I'm not sure what you're getting at. It all depends on the negative feedback loop.

Err, I don't think so. If the feedback systems that regulate climate on Earth can't keep up with the inputs we're driving, then our climate destabilizes and we're dead. My intuition is that all negative feedback controllers that I know how to model will fail to track input given sufficiently high frequency inputs: every feedback controller takes some finite time to respond to inputs so if inputs are changing too fast, you no longer have functional control.

To be more formal, I don't believe there are any non-trivial single-input single-output continuous linear time-invariant systems connected in a feedback configuration for which a sufficiently high input frequency does not lead to BIBO instability. But I could be convinced if you care to suggest a system transfer function that violates that assumption.

All are my own made up numbers Turb. I was being as intentionally extreme as russell.

No, you were not. russell didn't cite any crazy made up numbers.

However, Cap and trade/carbon tax doesn't really do anything as a standalone measure to combat GCC precisely because it doesn't do much to the price of gasoline. (20 cents is only 5% at this point, .09 is only 2 days worth of increases).

This is an awesome game! You start out by saying that climate change remediation plans will be massively destructive to the economy. When I explain that your numbers are absurd lies that have no connection to reality and that costs are much lower, you turn around and say that the actual plans that IPCC is asking for are not enough to avert climate change. No matter what the facts turn out to be, you have something to complain about. Heads you win, tails we all lose. I love this game!

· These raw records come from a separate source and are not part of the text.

//! Document access permissions written to the `/P` entry

use bitflags::bitflags;

/// Bits that must always be set in `/P` for the standard handler.
const PERMISSION_PAD: u32 = 0xFFFF_FFC0;

bitflags! {
    /// What a reader holding only the user password may do.
    #[derive(Debug, Clone, Copy, PartialEq, Eq, Hash)]
    pub struct Permissions: u32 {
        const PRINT = 4;
        const EDIT_ALL = 8;
        const COPY = 16;
        const EDIT = 32;
    }
}

impl Permissions {
    /// Value of the `/P` entry: the granted bits plus the mandatory pad.
    pub fn p_value(self) -> i32 {
        (self.bits() | PERMISSION_PAD) as i32
    }

    pub fn can_print(self) -> bool {
        self.contains(Permissions::PRINT)
    }

    pub fn can_copy(self) -> bool {
        self.contains(Permissions::COPY)
    }
}

impl Default for Permissions {
    fn default() -> Self {
        Permissions::all()
    }
}

#[cfg(test)]
mod tests {
    use super::*;

    #[test]
    fn test_default_grants_everything() {
        let perms = Permissions::default();
        assert!(perms.can_print());
        assert!(perms.can_copy());
        assert_eq!(perms.p_value(), -4);
    }

    #[test]
    fn test_p_value_pads_high_bits() {
        assert_eq!(Permissions::empty().p_value(), 0xFFFF_FFC0u32 as i32);
        assert_eq!(Permissions::PRINT.p_value(), -60);
        assert_eq!(
            (Permissions::PRINT | Permissions::COPY).p_value() as u32,
            0xFFFF_FFD4
        );
    }
}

More to the point, the effectiveness of a cap and trade regime is a question of how it changes greenhouse gas emissions, not on how much it increases gasoline prices. And your claim that it doesn't do anything is non-sensical: if you're not getting the reduction you want at $80/ton, then raise the price.

A couple of points:

1) When it's winter in the US, it's bloody summer in Australia. Anybody who talks about how a cold "winter" proves or disproves or fails to prove or disprove any blooming thing about climate change should keep that in mind.

2) When one or another proposed policy is projected to "cost $X to The Economy", it is important to remember that the people to whom the $X is paid are ALSO actors in The Economy. Whether oil sells for $100 or $200 per barrel, it's not the Earth that collects the money; it's people. It makes a difference WHICH people, of course. If the second hundred dollars goes to the Saudi royal family (because of supply and demand) or if the second hundred dollars goes to the US government (because of a carbon tax), the effects on The Economy will be different -- for each of those economic actors will spend the money differently. But the money will not disappear from The Economy either way.

--TP

Turb,

It was late, I was testy. I was not even trying to have a discussion about cap and trade or gas prices or unemployment.

I was trying to make a point about "who was responsible for us doing nothing about it".

For decades the solutions that have been bandied about have been aS simplistic as ethanol and as radical as banning cars from cities. The average person has listened to solution after solution that sounds either pretty unlikely or pretty ill conceived.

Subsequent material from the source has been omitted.